When the habitually even-tempered suddenly fly into a passion, that
explosion is apt to be more impressive than the outburst of the most
violent amongst us.
-- Margery Allingham, Death of a Ghost, 1934
The first thing I thought of when this quote came across the desk this morning was my dad. I inherited a lot of things from my dad. His height, his tendancy for acne, his dry wit and appreciation for a good cup of coffee, especially on cold mornings here at the Story Factory.
The one thing I did not inherit was his even tempered-ness. The man had "Patience is a virtue" written under his high school year book photograph. And no one seemed to disagree. Not something anyone would accuse me of in high school.
I only heard my father curse once in my entire life. And the event was so impressive, I can still remember it clearly. I must have been a sophomore or junior in high school, because the incident happened in our Texas garage. One of the neighbors, Jeff H. (Who, incidently, grew up to become a policeman, scary) was pounding the head of another eighth grade neighbor (can't remember his name, he didn't grow up to a career in law enforcement) into the cement garage floor. Repeatedly.

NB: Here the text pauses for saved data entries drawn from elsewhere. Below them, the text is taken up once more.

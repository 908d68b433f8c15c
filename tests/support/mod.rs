//! A small in-memory [`Driver`][cistern::Driver] for exercising `Pool` without a
//! real database. Every knob the integration tests flip lives on [`Shared`],
//! reachable through [`TestDriver::shared`] so a test can mutate behavior after
//! the pool has already been built.

use std::sync::atomic::{AtomicBool, AtomicU32, AtomicU64, Ordering};
use std::sync::Arc;

use cistern::{ConnectArgs, Driver, Error, PoolableConnection};

#[derive(Default)]
pub struct Shared {
    connects_attempted: AtomicU32,
    connects_succeeded: AtomicU32,
    disconnects: AtomicU32,
    /// When `true`, the *next* `connect` call fails instead of succeeding.
    fail_next_connect: AtomicBool,
    /// When `true`, the *next* `ping` call (on any connection) reports dead
    /// and resets itself back to `false`.
    fail_next_ping: AtomicBool,
    /// Whether connections produced by this driver claim to support reuse.
    reusable: AtomicBool,
    /// When `true`, `scrub_for_reuse` fails for every connection.
    fail_scrub: AtomicBool,
}

impl Shared {
    pub fn connects_attempted(&self) -> u32 {
        self.connects_attempted.load(Ordering::Acquire)
    }

    pub fn connects_succeeded(&self) -> u32 {
        self.connects_succeeded.load(Ordering::Acquire)
    }

    pub fn disconnects(&self) -> u32 {
        self.disconnects.load(Ordering::Acquire)
    }

    pub fn fail_next_connect(&self) {
        self.fail_next_connect.store(true, Ordering::Release);
    }

    pub fn fail_next_ping(&self) {
        self.fail_next_ping.store(true, Ordering::Release);
    }

    pub fn set_reusable(&self, reusable: bool) {
        self.reusable.store(reusable, Ordering::Release);
    }

    pub fn fail_scrub(&self, fail: bool) {
        self.fail_scrub.store(fail, Ordering::Release);
    }
}

pub struct TestDriver {
    shared: Arc<Shared>,
    next_id: AtomicU64,
}

impl TestDriver {
    pub fn new(reusable: bool) -> Self {
        let shared = Arc::new(Shared::default());
        shared.reusable.store(reusable, Ordering::Release);
        Self {
            shared,
            next_id: AtomicU64::new(1),
        }
    }

    pub fn shared(&self) -> Arc<Shared> {
        Arc::clone(&self.shared)
    }
}

pub struct TestConnection {
    pub id: u64,
    shared: Arc<Shared>,
}

impl Driver for TestDriver {
    type Connection = TestConnection;

    async fn connect(&self, _name: &str, _args: &ConnectArgs) -> Result<Self::Connection, Error> {
        self.shared.connects_attempted.fetch_add(1, Ordering::AcqRel);

        if self
            .shared
            .fail_next_connect
            .swap(false, Ordering::AcqRel)
        {
            return Err(Error::Connect("simulated connect failure".into()));
        }

        self.shared.connects_succeeded.fetch_add(1, Ordering::AcqRel);
        let id = self.next_id.fetch_add(1, Ordering::AcqRel);
        Ok(TestConnection {
            id,
            shared: Arc::clone(&self.shared),
        })
    }
}

impl PoolableConnection for TestConnection {
    async fn ping(&mut self) -> bool {
        !self.shared.fail_next_ping.swap(false, Ordering::AcqRel)
    }

    fn supports_reuse(&self) -> bool {
        self.shared.reusable.load(Ordering::Acquire)
    }

    async fn scrub_for_reuse(&mut self) -> Result<(), Error> {
        if self.shared.fail_scrub.load(Ordering::Acquire) {
            Err(Error::Connect("simulated scrub failure".into()))
        } else {
            Ok(())
        }
    }

    async fn raw_disconnect(self) {
        self.shared.disconnects.fetch_add(1, Ordering::AcqRel);
    }
}
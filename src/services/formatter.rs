//! Markdown formatting for links, images and pages.
//!
//! Every function here is total: a missing input is rendered as an empty
//! string, so the output never contains a placeholder like "undefined".

use url::Url;

use crate::models::{ImageAltTarget, ImageContext, ImageLinkTarget, PageContext};

/// `[text](url)`
pub fn format_link(text: &str, url: &str) -> String {
    format!("[{}]({})", text, url)
}

/// `[title](url)`, with an empty title when the page has none.
pub fn format_page(title: Option<&str>, url: &str) -> String {
    format_link(title.unwrap_or(""), url)
}

/// Image markdown, optionally wrapped in a link to the page or the image itself.
pub fn format_image(
    image: &ImageContext,
    alt_target: ImageAltTarget,
    link_target: ImageLinkTarget,
    page: &PageContext,
) -> String {
    let alt = resolve_alt(image, alt_target, page);
    let markdown = format!("![{}]({})", alt, image.src_url);

    match link_target {
        ImageLinkTarget::NoLink => markdown,
        ImageLinkTarget::LinkToPage => format_link(&markdown, &page.url),
        ImageLinkTarget::LinkToImage => format_link(&markdown, &image.src_url),
    }
}

/// Pick the alt text for an image.
///
/// The image's own description wins for every target: explicit alt text
/// first, then the host-reported media type. Only when neither is present
/// does the target's fallback apply.
pub fn resolve_alt(image: &ImageContext, target: ImageAltTarget, page: &PageContext) -> String {
    let own = non_empty(image.alt.as_deref()).or_else(|| non_empty(image.media_type.as_deref()));
    if let Some(alt) = own {
        return alt.to_string();
    }

    match target {
        ImageAltTarget::Alt => String::new(),
        ImageAltTarget::AltFallbackTitle => page.title.clone().unwrap_or_default(),
        ImageAltTarget::AltFallbackFilename => file_name_from_url(&image.src_url).unwrap_or_default(),
    }
}

/// Last non-empty path segment of `url`, percent-decoded, ignoring query
/// and fragment.
pub fn file_name_from_url(url: &str) -> Option<String> {
    let segment = match Url::parse(url) {
        Ok(parsed) => parsed
            .path_segments()?
            .filter(|s| !s.is_empty())
            .last()
            .map(|s| s.to_string()),
        // Relative or otherwise unparsable: split by hand
        Err(_) => url
            .split(['?', '#'])
            .next()
            .unwrap_or("")
            .rsplit('/')
            .find(|s| !s.is_empty())
            .map(|s| s.to_string()),
    }?;

    match urlencoding::decode(&segment) {
        Ok(decoded) => Some(decoded.into_owned()),
        Err(_) => Some(segment),
    }
}

fn non_empty(value: Option<&str>) -> Option<&str> {
    value.filter(|v| !v.is_empty())
}
//! Option store - schema-validated reads and writes over host storage.

use std::sync::Arc;
use thiserror::Error;

use crate::models::options::{validate, validate_complete};
use crate::models::{OptionKey, OptionSetting, Options, PartialOptions};

use super::storage::KeyValueStore;

/// Errors surfaced by the option store.
///
/// Schema violations never appear here: they degrade to defaults.
#[derive(Debug, Error)]
pub enum StoreError {
    #[error("option storage unavailable: {0}")]
    Unavailable(#[source] Box<dyn std::error::Error + Send + Sync + 'static>),
}

impl From<anyhow::Error> for StoreError {
    fn from(err: anyhow::Error) -> Self {
        StoreError::Unavailable(err.into())
    }
}

/// Typed access to the option record.
#[derive(Clone)]
pub struct OptionStore {
    backend: Arc<dyn KeyValueStore>,
}

impl OptionStore {
    pub fn new(backend: Arc<dyn KeyValueStore>) -> Self {
        Self { backend }
    }

    /// Read one field, falling back to its default when absent or invalid.
    pub async fn get(&self, key: OptionKey) -> Result<OptionSetting, StoreError> {
        let raw = self.backend.get(&[key.as_str()]).await?;
        Ok(validate(&raw)
            .get(key)
            .unwrap_or_else(|| OptionSetting::default_for(key)))
    }

    /// Read the whole record. Every field is present and domain-valid.
    pub async fn get_all(&self) -> Result<Options, StoreError> {
        let keys: Vec<&str> = OptionKey::ALL.iter().map(|k| k.as_str()).collect();
        let raw = self.backend.get(&keys).await?;
        Ok(validate_complete(&raw))
    }

    pub async fn set(&self, setting: OptionSetting) -> Result<(), StoreError> {
        self.set_many(setting.into()).await
    }

    /// Persist every field in `options` in a single host write.
    pub async fn set_many(&self, options: PartialOptions) -> Result<(), StoreError> {
        if options.is_empty() {
            return Ok(());
        }
        self.backend.set(options.to_entries()).await?;
        Ok(())
    }
}
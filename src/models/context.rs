//! Per-trigger selection data delivered by the host.

use serde::{Deserialize, Serialize};

use super::options::{OptionKey, Options};

/// Which kind of content a trigger acts on.
#[derive(Debug, Clone, Copy, PartialEq, Eq, Hash, Serialize, Deserialize)]
#[serde(rename_all = "lowercase")]
pub enum TriggerKind {
    Link,
    Image,
    Page,
}

impl TriggerKind {
    pub const ALL: [TriggerKind; 3] = [Self::Image, Self::Link, Self::Page];

    /// Context-menu item id registered for this kind.
    pub fn menu_item_id(&self) -> &'static str {
        match self {
            Self::Link => "copy-as-markdown-link",
            Self::Image => "copy-as-markdown-image",
            Self::Page => "copy-as-markdown-page",
        }
    }

    pub fn from_menu_item_id(id: &str) -> Option<Self> {
        Self::ALL.into_iter().find(|k| k.menu_item_id() == id)
    }

    /// The `enable-*` option gating this kind's menu entry.
    pub fn enable_key(&self) -> OptionKey {
        match self {
            Self::Link => OptionKey::EnableLink,
            Self::Image => OptionKey::EnableImage,
            Self::Page => OptionKey::EnablePage,
        }
    }

    pub fn is_enabled(&self, options: &Options) -> bool {
        match self {
            Self::Link => options.enable_link,
            Self::Image => options.enable_image,
            Self::Page => options.enable_page,
        }
    }
}

/// The tab a trigger originated from. Clipboard writes are scoped to it.
#[derive(Debug, Clone, Default, PartialEq, Eq, Serialize, Deserialize)]
pub struct Tab {
    pub id: i64,
    #[serde(default)]
    pub title: Option<String>,
    #[serde(default)]
    pub url: Option<String>,
}

impl Tab {
    /// Page context for this tab, if it has a URL.
    pub fn page(&self) -> Option<PageContext> {
        self.url.as_ref().map(|url| PageContext {
            title: self.title.clone(),
            url: url.clone(),
        })
    }
}

/// Fields carried by a context-menu click.
#[derive(Debug, Clone, Default, PartialEq, Eq, Serialize, Deserialize)]
#[serde(rename_all = "camelCase")]
pub struct ClickInfo {
    pub menu_item_id: String,
    #[serde(default)]
    pub media_type: Option<String>,
    #[serde(default)]
    pub src_url: Option<String>,
    #[serde(default)]
    pub alt_text: Option<String>,
    #[serde(default)]
    pub link_text: Option<String>,
    #[serde(default)]
    pub link_url: Option<String>,
}

#[derive(Debug, Clone, Default, PartialEq, Eq)]
pub struct LinkContext {
    pub text: String,
    pub url: String,
}

#[derive(Debug, Clone, Default, PartialEq, Eq)]
pub struct ImageContext {
    /// Host-reported media type, e.g. "image" or "png".
    pub media_type: Option<String>,
    /// Alt text of the element, when the host can see it.
    pub alt: Option<String>,
    pub src_url: String,
}

#[derive(Debug, Clone, Default, PartialEq, Eq)]
pub struct PageContext {
    pub title: Option<String>,
    pub url: String,
}

/// What the user acted on, created at trigger time and consumed once.
#[derive(Debug, Clone, PartialEq, Eq)]
pub enum SelectionContext {
    Link(LinkContext),
    Image { image: ImageContext, page: PageContext },
    Page(PageContext),
}

impl SelectionContext {
    /// Build the selection for `kind` from a click and its tab.
    ///
    /// Missing click fields degrade to empty strings. Returns `None` only
    /// for a page trigger on a tab without a URL.
    pub fn from_click(kind: TriggerKind, info: &ClickInfo, tab: &Tab) -> Option<Self> {
        let page = PageContext {
            title: tab.title.clone(),
            url: tab.url.clone().unwrap_or_default(),
        };

        match kind {
            TriggerKind::Link => Some(Self::Link(LinkContext {
                text: info.link_text.clone().unwrap_or_default(),
                url: info.link_url.clone().unwrap_or_default(),
            })),
            TriggerKind::Image => Some(Self::Image {
                image: ImageContext {
                    media_type: info.media_type.clone(),
                    alt: info.alt_text.clone(),
                    src_url: info.src_url.clone().unwrap_or_default(),
                },
                page,
            }),
            TriggerKind::Page => tab.page().map(Self::Page),
        }
    }
}

#[cfg(test)]
mod tests {
    use super::*;

    #[test]
    fn test_menu_item_ids_round_trip() {
        for kind in TriggerKind::ALL {
            assert_eq!(TriggerKind::from_menu_item_id(kind.menu_item_id()), Some(kind));
        }
        assert_eq!(TriggerKind::from_menu_item_id("copy-as-html"), None);
    }

    #[test]
    fn test_click_info_from_host_json() {
        let info: ClickInfo = serde_json::from_str(
            r#"{"menuItemId":"copy-as-markdown-image","mediaType":"png","srcUrl":"https://ex/im.png"}"#,
        )
        .unwrap();
        assert_eq!(info.menu_item_id, "copy-as-markdown-image");
        assert_eq!(info.media_type.as_deref(), Some("png"));
        assert_eq!(info.link_url, None);
    }

    #[test]
    fn test_page_selection_requires_url() {
        let tab = Tab {
            id: 1,
            title: Some("Title".into()),
            url: None,
        };
        let info = ClickInfo::default();
        assert_eq!(SelectionContext::from_click(TriggerKind::Page, &info, &tab), None);

        let link = SelectionContext::from_click(TriggerKind::Link, &info, &tab).unwrap();
        assert_eq!(link, SelectionContext::Link(LinkContext::default()));
    }
}
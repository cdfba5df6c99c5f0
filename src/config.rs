//! Configuration management.

use anyhow::Result;
use serde::{Deserialize, Serialize};
use std::path::PathBuf;

use crate::services::privacy::DEFAULT_TRACKING_PARAMS;

/// Main configuration.
#[derive(Debug, Clone, Default, Serialize, Deserialize)]
pub struct Config {
    #[serde(default)]
    pub storage: StorageConfig,
    #[serde(default)]
    pub privacy: PrivacyConfig,
}

/// Where options are persisted.
#[derive(Debug, Clone, Serialize, Deserialize)]
pub struct StorageConfig {
    /// Path to the option database (default: <data dir>/copy-as-markdown/options.db)
    #[serde(default = "default_db_path")]
    pub db_path: String,
}

impl Default for StorageConfig {
    fn default() -> Self {
        Self {
            db_path: default_db_path(),
        }
    }
}

fn default_db_path() -> String {
    Config::data_dir()
        .join("options.db")
        .to_string_lossy()
        .to_string()
}

/// URL cleaning applied when `privacy-remove-tracking` is on.
#[derive(Debug, Clone, Serialize, Deserialize)]
pub struct PrivacyConfig {
    /// Query parameter names to strip; a trailing `*` matches a prefix
    #[serde(default = "default_tracking_params")]
    pub tracking_params: Vec<String>,
}

impl Default for PrivacyConfig {
    fn default() -> Self {
        Self {
            tracking_params: default_tracking_params(),
        }
    }
}

fn default_tracking_params() -> Vec<String> {
    DEFAULT_TRACKING_PARAMS.iter().map(|s| s.to_string()).collect()
}

impl Config {
    /// Load configuration from default location.
    pub fn load() -> Result<Self> {
        let config_path = Self::default_config_path();

        if config_path.exists() {
            Self::from_file(&config_path.to_string_lossy())
        } else {
            Ok(Self::default())
        }
    }

    /// Load configuration from a specific file.
    pub fn from_file(path: &str) -> Result<Self> {
        let expanded = expand_path(path);
        let content = std::fs::read_to_string(&expanded)?;
        Self::from_toml(&content)
    }

    pub fn from_toml(content: &str) -> Result<Self> {
        Ok(toml::from_str(content)?)
    }

    /// Get the default config path.
    pub fn default_config_path() -> PathBuf {
        dirs::config_dir()
            .unwrap_or_else(|| PathBuf::from("~/.config"))
            .join("copy-as-markdown")
            .join("config.toml")
    }

    /// Get the data directory for option storage.
    pub fn data_dir() -> PathBuf {
        dirs::data_local_dir()
            .unwrap_or_else(|| PathBuf::from("~/.local/share"))
            .join("copy-as-markdown")
    }

    /// Resolved path of the option database.
    pub fn db_path(&self) -> PathBuf {
        PathBuf::from(expand_path(&self.storage.db_path))
    }
}

/// Expand ~ to home directory.
fn expand_path(path: &str) -> String {
    if let Some(rest) = path.strip_prefix("~/") {
        if let Some(home) = dirs::home_dir() {
            return home.join(rest).to_string_lossy().to_string();
        }
    }
    path.to_string()
}

#[cfg(test)]
mod tests {
    use super::*;

    #[test]
    fn test_empty_file_uses_defaults() {
        let config = Config::from_toml("").unwrap();
        assert!(config.storage.db_path.ends_with("options.db"));
        assert!(config.privacy.tracking_params.contains(&"utm_*".to_string()));
    }

    #[test]
    fn test_partial_sections() {
        let config = Config::from_toml(
            r#"
            [privacy]
            tracking_params = ["ref", "src_*"]
            "#,
        )
        .unwrap();
        assert_eq!(config.privacy.tracking_params, vec!["ref", "src_*"]);
        assert_eq!(config.storage.db_path, default_db_path());
    }

    #[test]
    fn test_expand_path() {
        assert_eq!(expand_path("/tmp/options.db"), "/tmp/options.db");
        if let Some(home) = dirs::home_dir() {
            assert_eq!(
                expand_path("~/opts.db"),
                home.join("opts.db").to_string_lossy().to_string()
            );
        }
    }
}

I remember the adreneline that flowed as my brother (Yep, I remember his name, and he too is in law enforcement...a pattern?) called my father because of the fight. My father didn't run, didn't panic, just calmly walked out of the kitchen, holding his coffee cup, and bellowed. "Get your f***ing asses out of my garage. Now."
The two boys froze in action. Jeff stood up and walked across the street to his house, the other boy went in the other direction to his house. Neither spoke a word. No one did. There were three other boys in the garage, and they just stood staring, mouths agape. Dad took a sip of coffee and went back in the house. The neighborhood, once they started talking about it, talked about it for the next fifteen years. We never heard those words come out of my father's mouth again.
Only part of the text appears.